Ailton Almeida, pai do
vereador Aridelson, é um dos “pioneiros” – como se diz na região a respeito dos
moradores não indígenas mais antigos – de Trairão, na qual chegou, já adulto,
em 3 de outubro de 1980. Na época trabalhava com um caminhão Chevrolet para o
transporte de tubos de concreto de bueiros usados na urbanização do núcleo
habitacional após a abertura da BR-163. Nunca mais saiu do município.
A partir dos anos
1980, a estrada se deteriorou. Os atoleiros eram, muitas vezes,
intransponíveis, o que agravou o isolamento da cidade. A única estação de rádio
captada na localidade, segundo Ailton, era a Rádio Nacional de Brasília. “Era a
nossa diversão. A gente sintonizava para ouvir uma musiquinha, um comentário. A
notícia do Brasil era A voz do Brasil. Também lembro de um programa, o Acredite
se quiser.” A série radiofônica era baseada em “testemunhos de fatos de difícil
explicação”.
A energia elétrica só
chegou em 1986, mas ainda de forma precária, por meio de um motor de quatro
cilindros movido a óleo diesel.

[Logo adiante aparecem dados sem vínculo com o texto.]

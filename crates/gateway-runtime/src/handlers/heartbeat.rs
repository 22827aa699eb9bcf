//! Tracks the most recent heartbeat seen from each service.

use async_trait::async_trait;
use bus_gateway::{ShutdownSignal, StatusNotification, TypedHandler};
use chrono::{DateTime, Duration, Utc};
use parking_lot::RwLock;
use std::collections::HashMap;
use tracing::{debug, trace};

/// Last heartbeat reported by one service.
#[derive(Debug, Clone, PartialEq, Eq)]
pub struct HeartBeatRecord {
    pub version: String,
    /// When the service stamped the heartbeat.
    pub sent_at: DateTime<Utc>,
    /// When this process received it.
    pub received_at: DateTime<Utc>,
}

/// Heartbeat bookkeeping, keyed by service name.
#[derive(Debug, Default)]
pub struct HeartBeatTracker {
    last_seen: RwLock<HashMap<String, HeartBeatRecord>>,
}

impl HeartBeatTracker {
    #[must_use]
    pub fn new() -> Self {
        Self::default()
    }

    #[must_use]
    pub fn last_heartbeat(&self, service: &str) -> Option<HeartBeatRecord> {
        self.last_seen.read().get(service).cloned()
    }

    /// Whether `service` reported within `max_age` of now.
    #[must_use]
    pub fn is_alive(&self, service: &str, max_age: Duration) -> bool {
        self.last_seen
            .read()
            .get(service)
            .is_some_and(|record| Utc::now() - record.received_at <= max_age)
    }

    /// Services that have reported at least once.
    #[must_use]
    pub fn services(&self) -> Vec<String> {
        let mut services: Vec<_> = self.last_seen.read().keys().cloned().collect();
        services.sort();
        services
    }

    fn record(&self, service: String, version: String, sent_at: DateTime<Utc>) {
        let record = HeartBeatRecord {
            version,
            sent_at,
            received_at: Utc::now(),
        };
        debug!(service = %service, version = %record.version, "Heartbeat received");
        self.last_seen.write().insert(service, record);
    }
}

#[async_trait]
impl TypedHandler<StatusNotification> for HeartBeatTracker {
    async fn handle(&self, message: StatusNotification, _signal: &ShutdownSignal) -> bool {
        match message {
            StatusNotification::HeartBeat {
                service,
                version,
                at,
            } => self.record(service, version, at),
            other => trace!(kind = ?other, "Not a heartbeat, ignored"),
        }
        true
    }
}
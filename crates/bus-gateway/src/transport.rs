//! # Broker Transport
//!
//! The seam between the gateway and a concrete broker client. The gateway
//! only ever talks to these traits; [`crate::InMemoryBroker`] is the
//! single-node implementation.

use crate::envelope::Envelope;
use crate::error::BrokerError;
use async_trait::async_trait;
use std::fmt;
use std::sync::Arc;
use std::time::Duration;

/// Longest lock renewal the gateway asks for.
pub const MAX_LOCK_RENEWAL: Duration = Duration::MAX;

/// Client for one broker namespace.
#[async_trait]
pub trait BrokerClient: Send + Sync {
    /// Fully-qualified namespace, used in log fields and limiter keys.
    fn namespace(&self) -> &str;

    /// Open a publisher for `topic`.
    async fn create_sender(&self, topic: &str) -> Result<Arc<dyn TopicSender>, BrokerError>;

    /// Open a read lane on `topic/subscription`.
    async fn subscribe(
        &self,
        topic: &str,
        subscription: &str,
        options: &SubscriptionOptions,
    ) -> Result<Box<dyn Subscription>, BrokerError>;
}

/// Publisher bound to one topic.
#[async_trait]
pub trait TopicSender: Send + Sync {
    /// Identity of this sender instance. Changes whenever it is recreated.
    fn id(&self) -> u64;

    async fn send(&self, envelope: Envelope) -> Result<(), BrokerError>;

    async fn close(&self);
}

/// An open subscription.
///
/// Yields received messages and transport faults in arrival order. `None`
/// means the link ended.
#[async_trait]
pub trait Subscription: Send {
    async fn next_delivery(&mut self) -> Option<Delivery>;

    /// Stop receiving and release the link.
    async fn close(&mut self);
}

/// Settles one received message with the broker.
#[async_trait]
pub trait MessageSettler: Send + Sync {
    async fn complete(&self) -> Result<(), BrokerError>;

    async fn dead_letter(&self, reason: &str) -> Result<(), BrokerError>;

    async fn abandon(&self) -> Result<(), BrokerError>;
}

/// Subscription tuning.
#[derive(Debug, Clone, PartialEq, Eq)]
pub struct SubscriptionOptions {
    /// Messages dispatched in parallel.
    pub max_concurrent_calls: usize,
    /// Lock renewal requested from the broker.
    pub max_auto_lock_renewal: Duration,
    /// Server-side rule: only deliver envelopes whose tenant header equals
    /// this value (case-sensitive).
    pub tenant_filter: Option<String>,
}

impl Default for SubscriptionOptions {
    fn default() -> Self {
        Self {
            max_concurrent_calls: crate::DEFAULT_MAX_CONCURRENT_CALLS,
            max_auto_lock_renewal: MAX_LOCK_RENEWAL,
            tenant_filter: None,
        }
    }
}

/// Something read off a subscription.
pub enum Delivery {
    Message(ReceivedMessage),
    Fault(TransportFault),
}

/// A message plus the handle to settle it.
pub struct ReceivedMessage {
    pub envelope: Envelope,
    /// 1 on first delivery.
    pub delivery_count: u32,
    settler: Box<dyn MessageSettler>,
}

impl ReceivedMessage {
    #[must_use]
    pub fn new(envelope: Envelope, delivery_count: u32, settler: Box<dyn MessageSettler>) -> Self {
        Self {
            envelope,
            delivery_count,
            settler,
        }
    }

    pub async fn complete(&self) -> Result<(), BrokerError> {
        self.settler.complete().await
    }

    pub async fn dead_letter(&self, reason: &str) -> Result<(), BrokerError> {
        self.settler.dead_letter(reason).await
    }

    pub async fn abandon(&self) -> Result<(), BrokerError> {
        self.settler.abandon().await
    }
}

impl fmt::Debug for ReceivedMessage {
    fn fmt(&self, f: &mut fmt::Formatter<'_>) -> fmt::Result {
        f.debug_struct("ReceivedMessage")
            .field("envelope", &self.envelope)
            .field("delivery_count", &self.delivery_count)
            .finish_non_exhaustive()
    }
}

/// A transport or authentication error raised on a subscription.
#[derive(Debug, Clone, PartialEq, Eq)]
pub struct TransportFault {
    /// Namespace and entity path the error relates to.
    pub resource: String,
    pub error: BrokerError,
}

impl TransportFault {
    #[must_use]
    pub fn new(resource: impl Into<String>, error: BrokerError) -> Self {
        Self {
            resource: resource.into(),
            error,
        }
    }

    /// `(resource, error type)` key for log rate limiting.
    #[must_use]
    pub fn limiter_key(&self) -> String {
        format!("{}:{}", self.resource, self.error.type_name())
    }
}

A primeira antena parabólica do município era
comunitária, mas ficava na sede de uma fazenda a uns 4 km do centro da cidade.

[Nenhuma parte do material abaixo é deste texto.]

#[tokio::test(start_paused = true)]
async fn test_repeated_send_auth_failures_warn_once_per_window() {
    let (warnings, _guard) = capture_warnings();
    let config = GatewayConfig::default();
    let broker = InMemoryBroker::new("test-ns");
    let sender = MessageSender::from_config(Arc::new(broker.clone()), &config);
    broker.fail_all_sends(Some(BrokerError::Unauthorized("stale token".into())));

    for attempt in 0..5 {
        let status = sender
            .send(&Ping {}, "t1", &format!("c{attempt}"))
            .await
            .expect("send");
        assert_eq!(status, SendStatus::Dropped);
    }
    assert_eq!(warnings.count(), 1);

    tokio::time::sleep(config.error_log_window + Duration::from_secs(1)).await;
    sender.send(&Ping {}, "t1", "late").await.expect("send");
    assert_eq!(warnings.count(), 2);
}

struct RequestSink {
    seen: Mutex<Vec<ExecutionRequest>>,
}

#[async_trait]
impl TypedHandler<ExecutionRequest> for RequestSink {
    async fn handle(&self, message: ExecutionRequest, _signal: &ShutdownSignal) -> bool {
        self.seen.lock().push(message);
        true
    }
}

#[tokio::test]
async fn test_requester_to_processor_with_tenant_filter() {
    let sink = Arc::new(RequestSink {
        seen: Mutex::new(Vec::new()),
    });
    let config = GatewayConfig {
        tenant_id: Some("t1".into()),
        ..GatewayConfig::default()
    };
    let harness = Harness::start_with(
        config.clone(),
        HandlerRegistry::default().with_typed::<ExecutionRequest, _>(Arc::clone(&sink)),
    )
    .await;

    let client: Arc<dyn BrokerClient> = Arc::new(harness.broker.clone());
    let sender = Arc::new(MessageSender::from_config(Arc::clone(&client), &config));
    let ours = FrontendRequester::new(Arc::clone(&sender), TenantContext::new("t1"), "ops");
    let theirs = FrontendRequester::new(sender, TenantContext::new("t2"), "ops");

    let skipped = theirs
        .request_execution(ExecutionCommand::GitSync, "p0", ExecutionOptions::default())
        .await
        .expect("send");
    let receipt = ours
        .request_execution(ExecutionCommand::UpdateCache, "p1", ExecutionOptions::default())
        .await
        .expect("send");

    assert_eq!(harness.settle(&receipt.correlation_id).await, Disposition::Completed);
    wait_until(|| sink.seen.lock().len() == 1).await;
    settle_tasks().await;

    let seen = sink.seen.lock().clone();
    assert_eq!(seen.len(), 1);
    assert_eq!(seen[0].command, ExecutionCommand::UpdateCache);
    assert_eq!(seen[0].tenant_id, "t1");
    assert_eq!(harness.broker.disposition_of(&skipped.correlation_id), None);

    harness.stop().await;
}

// =============================================================================
// Shutdown
// =============================================================================

struct Gated {
    entered: Notify,
    release: Notify,
    finished: AtomicUsize,
}

#[async_trait]
impl MessageHandler for Gated {
    fn can_handle(&self, message_type: &str) -> bool {
        message_type == "Ping"
    }

    async fn handle(&self, _body: &[u8], _signal: &ShutdownSignal) -> bool {
        self.entered.notify_one();
        self.release.notified().await;
        self.finished.fetch_add(1, Ordering::SeqCst);
        true
    }
}

#[tokio::test]
async fn test_shutdown_drains_in_flight_dispatch() {
    let gated = Arc::new(Gated {
        entered: Notify::new(),
        release: Notify::new(),
        finished: AtomicUsize::new(0),
    });
    let harness = Harness::start(HandlerRegistry::default().with_handler(gated.clone())).await;

    harness.publish(ping("t1", "c1"));
    gated.entered.notified().await;

    harness.shutdown.trigger();
    let processor = Arc::clone(&harness.processor);
    wait_until(|| processor.state() == ProcessorState::Stopping).await;
    settle_tasks().await;
    assert!(!harness.task.is_finished());
    assert_eq!(gated.finished.load(Ordering::SeqCst), 0);

    gated.release.notify_one();
    harness.task.await.expect("processor task");
    assert_eq!(gated.finished.load(Ordering::SeqCst), 1);
    assert_eq!(harness.processor.state(), ProcessorState::Stopped);
}

#[tokio::test]
async fn test_messages_after_shutdown_stay_queued() {
    let handler = CountingPing::new();
    let harness =
        Harness::start(HandlerRegistry::default().with_typed::<Ping, _>(Arc::clone(&handler)))
            .await;
    let broker = harness.broker.clone();
    harness.stop().await;

    broker.publish("requests", ping("t1", "late"));
    settle_tasks().await;

    assert_eq!(handler.calls(), 0);
    assert_eq!(broker.disposition_of("late"), None);
}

Os moradores, segundo Ailton, só foram ter acesso às antenas parabólicas
individuais em 1996. Ainda assim, só era possível adquiri-las por meio de
encomendas em grupos, pois eram caras.
Segundo Ailton, a
telefonia só chegou no município há apenas 25 anos, em 1998. O telefone celular
entrou em operação há apenas 15 anos, em 2009. E a internet, tão somente há
cinco anos. “De lá pra cá, só veio melhorando nossa comunicação. Graças a Deus,
não piorou mais, não.”
Hoje Ailton não
desgruda do seu telefone celular e dos grupos de WhatsApp por onde se informa
sobre tudo no município. “Nossa comunicação hoje, pra gente se comunicar, pra
nós espalharmos uma notícia rápida, é tudo por meio de grupo de WhatsApp. Tem
outro jeito, não. Aí você espalha rápido. Toda a região é intercolada em grupos
de WhatsApp. Esses dias uma menina morreu lá em Uruará, num acidente lá.
Botaram no grupo e no mesmo dia a família entrou em contato e ela já foi
buscada. Rápido, rápido”, disse o seu filho, Aridelson.